In July 2024, five student-built capsules endured the scorching heat of re-entry into Earth’s atmosphere as part of the second Kentucky Re-Entry Probe Experiment (KREPE-2). Scientists are now analyzing data from the KREPE-2 experiments, which could advance the development of heat shields that protect spacecraft when they return to Earth.
The mission was designed to test a variety of heat shield prototypes under authentic re-entry conditions to see how they would perform. These experimental capsules, which were built by students at the University of Kentucky and funded by NASA’s established Program to Stimulate Competitive Research (EPSCoR) within NASA’s Office of STEM Engagement, all survived more than 4,000 degrees Fahrenheit during descent.
The football-sized capsules also successfully transmitted valuable data through the Iridium satellite network during their fiery journey. The collection of information they provided is currently being analyzed for consideration in the current and future design of the spacecraft and to be refined into models for future experiments.

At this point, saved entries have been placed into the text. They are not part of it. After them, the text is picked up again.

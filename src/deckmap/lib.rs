//! # Deckmap Architecture
//!
//! Deckmap registers **deck configurations** for Anki (which deck a card goes to, what its
//! front and back should hold, an example pair) and creates cards against them through the
//! AnkiConnect bridge, validating each request on the way.
//!
//! Like any UI-agnostic library, it is a library first with a thin CLI client on top.
//!
//! ## Layers
//!
//! ```text
//! ┌─────────────────────────────────────────────────────────────┐
//! │  CLI Layer (cli/, wired by main.rs)                         │
//! │  - Parses arguments, formats output, handles terminal I/O   │
//! │  - Installs the tracing subscriber, starts Anki if asked    │
//! └─────────────────────────────────────────────────────────────┘
//!                              │
//!                              ▼
//! ┌─────────────────────────────────────────────────────────────┐
//! │  API Layer (api.rs)                                         │
//! │  - Thin facade over commands                                │
//! │  - Returns CmdResult / CardOutcome                          │
//! └─────────────────────────────────────────────────────────────┘
//!                              │
//!                              ▼
//! ┌─────────────────────────────────────────────────────────────┐
//! │  Command Layer (commands/*.rs)                              │
//! │  - Pure business logic, including the card pipeline         │
//! └─────────────────────────────────────────────────────────────┘
//!                  │                           │
//!                  ▼                           ▼
//! ┌───────────────────────────────┐ ┌───────────────────────────┐
//! │  Storage Layer (store/)       │ │  Remote Layer (remote/)   │
//! │  - StorageBackend trait       │ │  - NoteClient trait       │
//! │  - FsBackend, MemBackend      │ │  - AnkiConnectClient      │
//! └───────────────────────────────┘ └───────────────────────────┘
//! ```
//!
//! From `api.rs` inward nothing writes to stdout or stderr, calls `std::process::exit`,
//! or installs a tracing subscriber. The library only emits `tracing` events.
//!
//! ## Testing Strategy
//!
//! 1. **Commands**: thorough unit tests against `store::memory::MemBackend` and
//!    `remote::mock::MockClient`. Most tests live here.
//! 2. **API**: dispatch tests.
//! 3. **CLI**: `assert_cmd` tests of the binary in `tests/`.
//!
//! ## Module Overview
//!
//! - [`api`]: The API facade
//! - [`commands`]: Business logic for each command
//! - [`store`]: Storage abstraction and implementations
//! - [`remote`]: The Anki client abstraction, AnkiConnect and the launcher
//! - [`model`]: Deck configurations, note types and card requests
//! - [`schema`]: Validation rules for deck configurations
//! - [`config`]: Application settings
//! - [`init`]: Data directory resolution and context wiring
//! - [`error`]: Error types

pub mod api;
pub mod commands;
pub mod config;
pub mod error;
pub mod init;
pub mod model;
pub mod remote;
pub mod schema;
pub mod store;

“These data — and the instruments used to acquire the data — help NASA design and evaluate the performance of current and new spacecraft that transport crew and cargo to and from space,” said Stan Bouslog, senior expert of the thermal protection system discipline at NASA’s Johnson. Space Center in Houston, who served as the agency’s technical monitor for the project.
Taking the plunge: Communicating through a fiery descent
“The only way to ‘fly test’ a thermal protection system is to expose it to actual hypersonic flight through an atmosphere,” Bouslog said.
The self-contained capsules launched aboard an uncrewed Northrop Grumman Cygnus spacecraft in January 2024 along with other cargo destined for the International Space Station. The cargo ship undocked from the space station on July 12 as the orbital laboratory flew over the southern Atlantic Ocean. As the Cygnus spacecraft began its planned disintegration during reentry, the KREPE-2 capsules detected a signal—a temperature increase or acceleration—to begin recording data and were released from the vehicle. At that point, they were traveling at a speed of about 16,000 miles per hour at an altitude of about 180,000 feet.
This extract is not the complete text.